Microsoft Azure has many different features that are continually changing and are almost impossible to memorise in detail. Particularly when it comes to management and administration of your Azure estate, Microsoft provides numerous, handy options that can often avoid the need to raise a support request. One of these options is the ability to straightforwardly migrate Azure Subscriptions to an entirely different Azure Active Directory (AAD) tenant. There are numerous scenarios where this may become necessary:
- As a consequence of a merger/acquisition, you need to look at consolidating Azure subscriptions into a single AAD tenant.
- After developing a solution for a potential customer, you need to then distribute this to them, as is, so that they can inherit billing and hosting responsibilities.
- As part of rearchitecting your AAD estate, you wish to move specific resources into dedicated tenants for development, test and production environments.
In this context, Microsoft class this as a “billing ownership transfer” and the steps involved, for Pay-As-You-Go (PAYG), Visual Studio, MPN and Enterprise Agreement subscriptions are discussed in length on the Microsoft Docs website. In most cases, you can migrate resources straightforwardly. But you must be aware that specific resource configurations for App Service, Virtual Machine and Virtual Network resources may be restricted. You can consult the migration checklist to find out what is and isn’t supported. For anything that isn’t supported, the only viable migration pathway is to recreate the resources from scratch.
A question from my side – and one which I was grappling with recently – is how you go about this migration if you are working with Cloud Solutions Provider (CSP) subscriptions. For the uninitiated, CSP is a licensing model designed for Microsoft Partners wanting to resell Office 365 and Azure consumption to their end customers directly. As part of this, the partner takes ownership over billing and management responsibilities, instead of Microsoft directly. The key benefit of this model is in the cost efficiencies it can introduce for customers and the ability for partner’s to integrate licensing alongside any professional or managed services offering. Whereas in the past, Office 365 licenses were the only thing on offer as part of this, partners can now provision and bill customers for all of their Azure consumption as well – very helpful! Unfortunately, there does not appear to be a clear and easy way to lift and shift resources in these subscriptions, in the same manner, referenced earlier – not so lovely. ☹
So how can you migrate Azure CSP subscriptions to another Azure Active Directory tenant?

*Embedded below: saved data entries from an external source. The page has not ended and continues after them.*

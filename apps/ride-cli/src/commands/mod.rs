// mod.rs — Shared command context: store, engine, identity gateway.

pub mod driver;
pub mod reconcile;
pub mod ride;

use std::sync::Arc;

use anyhow::Context;
use ride_lifecycle::{
    BackgroundNotifier, EventDispatcher, Identity, IdentityGateway, LogSink, MemoryRideStore,
    RideLifecycleEngine, RideStore, StaticTokenGateway,
};
use ride_store_sqlite::SqliteRideStore;

use crate::config::{RideConfig, RideSettings, StoreBackend};

/// Everything a command needs, opened once per invocation.
pub struct Session {
    pub engine: RideLifecycleEngine,
    pub store: Arc<dyn RideStore>,
    notifier: Arc<BackgroundNotifier>,
    gateway: StaticTokenGateway,
    token: Option<String>,
}

impl Session {
    pub fn open(
        config: &RideConfig,
        settings: &RideSettings,
        token: Option<&str>,
    ) -> anyhow::Result<Self> {
        let store: Arc<dyn RideStore> = match settings.store.backend {
            StoreBackend::Sqlite => Arc::new(
                SqliteRideStore::open(&config.database, settings.store.busy_timeout())
                    .with_context(|| format!("failed to open {}", config.database.display()))?,
            ),
            StoreBackend::Memory => Arc::new(MemoryRideStore::new()),
        };

        let mut dispatcher = EventDispatcher::new();
        if settings.sync.events_log {
            dispatcher.add_sink(Box::new(LogSink::new(&config.events_log)));
        }
        let notifier = Arc::new(BackgroundNotifier::spawn(Box::new(dispatcher))?);

        let engine = RideLifecycleEngine::new(Arc::clone(&store), notifier.clone());
        Ok(Self {
            engine,
            store,
            notifier,
            gateway: StaticTokenGateway::from_map(settings.identity.tokens.clone()),
            token: token.map(str::to_string),
        })
    }

    /// Verify the presented token and return the caller's identity.
    pub fn caller(&self) -> anyhow::Result<Identity> {
        let token = self
            .token
            .as_deref()
            .context("no credential: pass --token or set RIDE_TOKEN")?;
        Ok(self.gateway.verify(token)?)
    }

    /// Flush pending sync notifications before the process exits.
    pub fn finish(self) {
        self.notifier.shutdown();
    }
}

/// Shorten `s` to at most `max` characters for table columns.
pub(crate) fn truncate(s: &str, max: usize) -> String {
    if s.chars().count() > max {
        let kept: String = s.chars().take(max.saturating_sub(3)).collect();
        format!("{}...", kept)
    } else {
        s.to_string()
    }
}

#[cfg(test)]
pub(crate) mod test_support {
    use std::collections::HashMap;
    use std::path::Path;

    use super::Session;
    use crate::config::{RideConfig, RideSettings};

    /// Settings with a passenger, two drivers and an anonymous token.
    pub fn settings() -> RideSettings {
        let mut settings = RideSettings::default();
        settings.identity.tokens = HashMap::from([
            ("tok-p".to_string(), "passenger-1".to_string()),
            ("tok-d1".to_string(), "driver-1".to_string()),
            ("tok-d2".to_string(), "driver-2".to_string()),
        ]);
        settings
    }

    pub fn session(root: &Path, token: &str) -> Session {
        Session::open(&RideConfig::for_project(root), &settings(), Some(token)).unwrap()
    }
}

After some grappling and discussions with Microsoft, the only way in which this appears to be possible by doing the following:
- Within the tenant that contains your CSP subscription, provision a new PAYG or trial subscription.
- For the tenant that you are migrating all resources into, provision a new CSP subscription.
- For all resource groups within the CSP subscription, move all resources into the new PAYG/trial subscription. As part of this, review the migration checklist mentioned above and also consider validating the move operation first before kicking it off.
- Once all resources are in the new subscription, move the subscription into the new tenant by following the instructions in this article.
- Repeat the steps outlined in 3, but this time, to move the PAYG subscriptions resources into the new CSP subscription.
- After verifying the migration has completed successfully, cancel the PAYG/trial subscription and any CSP subscriptions on the old tenant.
All these steps may take several hours to complete.
Things to watch out for
Similar to how the transfer types mentioned earlier operate, the great news about all of this is it will lead to no immediate downtime for your resources. For example, Virtual Machines will remain accessible, and as too will any websites deployed to an App Service. However, the migration will not be completely smooth, so be sure to be aware and keep an eye out for the following:
- You’ll need to make sure you have global administrator privileges on both tenants to ensure the temporary, PAYG subscription transfers successfully.
- Certain types of resources, such as Azure Key Vault and those that rely on role-based access control (RBAC) or managed identities, will almost certainly break during any migration. Review this in advance of any movement and, ideally, perform a test migration to verify any post-migration steps that may be necessary.
- During the transfer, the old subscription owner is added into the new tenant as a guest user. This account may require removal after any migration has completed successfully.
- If using a PAYG subscription, be aware that there will be some Azure billing that will occur against the credit card associated with this subscription. While the amounts may be tiny for smaller environments, you should at least estimate the amount of time the migration will take compared with the hourly, total billing for these resources. Provisioning a free trial, if at all possible, will naturally avoid the need to do this.
- If you’re using Azure DevOps to manage your Azure deployments, you’ll need to reconfigure your builds and pipelines to reference the new subscription location.